I took my last copy and gave it to the opera-loving porter, who had had sufficient time to feel uncertain about the transaction. ‘It’s not hard is it?’ he said. ‘I won’t have to know anything about Greek philosophy or something to understand it?’ Of course not!’ I replied, rather more testily than is my wont. ‘It’s just a Victorian thriller.’ He couldn’t quite grasp the concept of a giveaway, though, and wanted to press a college calendar on me as fair exchange. When I got back home to Mister Litlove I sighed and said ‘I gave copies of a novel about lesbians to four young men and one old man, none of whom had any idea of what they were getting. I do not feel that I have served the cause of literature this afternoon.’ And Mister Litlove gave me a speaking look and said, ‘You really think the young men would mind?’ And well, he did have a point there.
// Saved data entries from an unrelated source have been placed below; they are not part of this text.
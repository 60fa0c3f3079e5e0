//! Durable key-value slices.
//!
//! Every slice (catalog, engines, settings) is stored as one JSON document
//! under its own key and always overwritten as a whole.

mod database;

pub use database::SqliteStore;

use serde::de::DeserializeOwned;
use serde::Serialize;
use std::collections::HashMap;

/// Error type for the key-value substrate
#[derive(Debug)]
pub enum StoreError {
    Io(std::io::Error),
    Database(rusqlite::Error),
    Json(serde_json::Error),
}

impl std::fmt::Display for StoreError {
    fn fmt(&self, f: &mut std::fmt::Formatter<'_>) -> std::fmt::Result {
        match self {
            StoreError::Io(e) => write!(f, "IO error: {}", e),
            StoreError::Database(e) => write!(f, "Database error: {}", e),
            StoreError::Json(e) => write!(f, "JSON error: {}", e),
        }
    }
}

impl std::error::Error for StoreError {}

impl From<std::io::Error> for StoreError {
    fn from(e: std::io::Error) -> Self {
        StoreError::Io(e)
    }
}

impl From<rusqlite::Error> for StoreError {
    fn from(e: rusqlite::Error) -> Self {
        StoreError::Database(e)
    }
}

impl From<serde_json::Error> for StoreError {
    fn from(e: serde_json::Error) -> Self {
        StoreError::Json(e)
    }
}

/// A durable map from key to whole string value
pub trait KeyValueStore {
    fn get(&self, key: &str) -> Result<Option<String>, StoreError>;
    fn set(&mut self, key: &str, value: &str) -> Result<(), StoreError>;
    fn remove(&mut self, key: &str) -> Result<(), StoreError>;
}

/// In-memory store, for tests and sessions that should leave no trace
#[derive(Debug, Default, Clone)]
pub struct MemoryStore {
    values: HashMap<String, String>,
}

impl MemoryStore {
    pub fn new() -> Self {
        Self::default()
    }

    /// Create a store pre-filled with raw values
    pub fn with_values<I, K, V>(values: I) -> Self
    where
        I: IntoIterator<Item = (K, V)>,
        K: Into<String>,
        V: Into<String>,
    {
        Self {
            values: values
                .into_iter()
                .map(|(k, v)| (k.into(), v.into()))
                .collect(),
        }
    }
}

impl KeyValueStore for MemoryStore {
    fn get(&self, key: &str) -> Result<Option<String>, StoreError> {
        Ok(self.values.get(key).cloned())
    }

    fn set(&mut self, key: &str, value: &str) -> Result<(), StoreError> {
        self.values.insert(key.to_string(), value.to_string());
        Ok(())
    }

    fn remove(&mut self, key: &str) -> Result<(), StoreError> {
        self.values.remove(key);
        Ok(())
    }
}

/// Typed JSON load/save on top of a [`KeyValueStore`].
///
/// Loading never fails: a missing key, a read error or malformed JSON all
/// come back as `None` so the caller can fall back to defaults. Saving is
/// fire-and-forget; failures are logged.
#[derive(Debug)]
pub struct PersistedStore<S> {
    backend: S,
}

impl<S: KeyValueStore> PersistedStore<S> {
    pub fn new(backend: S) -> Self {
        Self { backend }
    }

    /// Load and deserialize the value stored under `key`
    pub fn load<T: DeserializeOwned>(&self, key: &str) -> Option<T> {
        let raw = self.load_raw(key)?;
        match serde_json::from_str(&raw) {
            Ok(value) => Some(value),
            Err(e) => {
                log::warn!("Stored value for '{}' is malformed, ignoring: {}", key, e);
                None
            }
        }
    }

    /// Load the raw stored string under `key`
    pub fn load_raw(&self, key: &str) -> Option<String> {
        match self.backend.get(key) {
            Ok(raw) => raw,
            Err(e) => {
                log::warn!("Failed to read '{}': {}", key, e);
                None
            }
        }
    }

    /// Serialize `value` and overwrite whatever is stored under `key`
    pub fn save<T: Serialize + ?Sized>(&mut self, key: &str, value: &T) {
        if let Err(e) = self.try_save(key, value) {
            log::error!("Failed to save '{}': {}", key, e);
        }
    }

    fn try_save<T: Serialize + ?Sized>(&mut self, key: &str, value: &T) -> Result<(), StoreError> {
        let contents = serde_json::to_string(value)?;
        self.backend.set(key, &contents)?;
        log::debug!("Saved '{}' ({} bytes)", key, contents.len());
        Ok(())
    }

    /// Drop the value stored under `key`
    pub fn clear(&mut self, key: &str) {
        if let Err(e) = self.backend.remove(key) {
            log::error!("Failed to clear '{}': {}", key, e);
        }
    }

    pub fn backend(&self) -> &S {
        &self.backend
    }
}

#[cfg(test)]
mod tests {
    use super::*;
    use serde::Deserialize;

    #[derive(Debug, PartialEq, Serialize, Deserialize)]
    struct Sample {
        name: String,
        count: u32,
    }

    #[test]
    fn test_save_and_load() {
        let mut store = PersistedStore::new(MemoryStore::new());
        let sample = Sample { name: "a".into(), count: 3 };

        store.save("sample", &sample);

        assert_eq!(store.load::<Sample>("sample"), Some(sample));
    }

    #[test]
    fn test_missing_key_is_absent() {
        let store = PersistedStore::new(MemoryStore::new());
        assert_eq!(store.load::<Sample>("nothing"), None);
    }

    #[test]
    fn test_malformed_json_is_absent() {
        let store = PersistedStore::new(MemoryStore::with_values([("sample", "{not json")]));
        assert_eq!(store.load::<Sample>("sample"), None);
        assert_eq!(store.load_raw("sample").as_deref(), Some("{not json"));
    }

    #[test]
    fn test_wrong_shape_is_absent() {
        let store = PersistedStore::new(MemoryStore::with_values([("sample", "[1, 2, 3]")]));
        assert_eq!(store.load::<Sample>("sample"), None);
    }

    #[test]
    fn test_save_overwrites_whole_value() {
        let mut store = PersistedStore::new(MemoryStore::new());
        store.save("sample", &Sample { name: "a".into(), count: 1 });
        store.save("sample", &Sample { name: "b".into(), count: 2 });

        let loaded: Sample = store.load("sample").unwrap();
        assert_eq!(loaded.name, "b");
        assert_eq!(loaded.count, 2);
    }

    #[test]
    fn test_clear() {
        let mut store = PersistedStore::new(MemoryStore::new());
        store.save("sample", &Sample { name: "a".into(), count: 1 });
        store.clear("sample");
        assert_eq!(store.load::<Sample>("sample"), None);
    }
}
But what the afternoon had impressed upon me most forcibly was my own mistaken frame of expectations. I had thought that people would want free stuff. And in this I was quite wrong. They don’t want it. I mean, they’ll take it away for the most part without complaint if you give it to them. But that’s not the same as wanting it. If someone other than myself had been offering free books in college, I would have fetched one. But then I really love books and the thought of all those orphans needing homes would have touched my heart. What it boils down to in the end is that we have an absolute surfeit of entertainment in the modern world. No one has to put themselves out much to find distraction. Giving books to people may encourage some to read, for sure, but it may equally result in books lying around without arousing any particular interest until they are put in the recycling. Free often means without value – not a lovely gift. Not unless you are giving things to people who really need them, because otherwise they will have to do without. And there, perhaps, I made another error of judgement. I should have thought of a community of people who really needed books because they have none, rather than assuming that students like books and might be pleased with more.

I was thinking about what sells non-essential goods nowadays and it seems to me that three factors make for prime motivation: curiosity, celebrity and compulsion. If you are really curious about a book everyone’s discussing, well, that might make you buy it. If the literary world took on a glaze of glamour and celebrity, well, that would draw effective marketing attention to it. And if books were considered to be something habit-forming that you couldn’t do without, like booze or cigarettes, then that would increase consumption of them. For a while now I have thought that the problem with books is that, unlike any other form of entertainment, they invite us, sometimes casually, often subtly, to be wise. And that makes for a profound ambivalence in their audience. Virtue rarely sells. If we believed that books were dangerous, that they led readers into thinking in risky ways, or that they were tremendously self-indulgent and would stop readers from going down the gym, or that they were fattening or immoral or subversive, then we might sell more of them to people who wouldn’t otherwise read. If I had clutched my copies of Fingersmith to my chest and said to my young, male helpers, oh no! This book contains scenes of girl-on-girl action and I cannot possibly be so remiss as to let you read it. But I’m leaving a pile of copies here with a sign saying strictly for women only, and now I’m walking away….. Would they have fallen on the books then as the starving fall on loaves of bread? Who knows. I very much admire the principle behind World Book Night and I’m sure most people did much better with their giveaways than I did. But my experience left me unconvinced that giving books away is the answer to encouraging people to read.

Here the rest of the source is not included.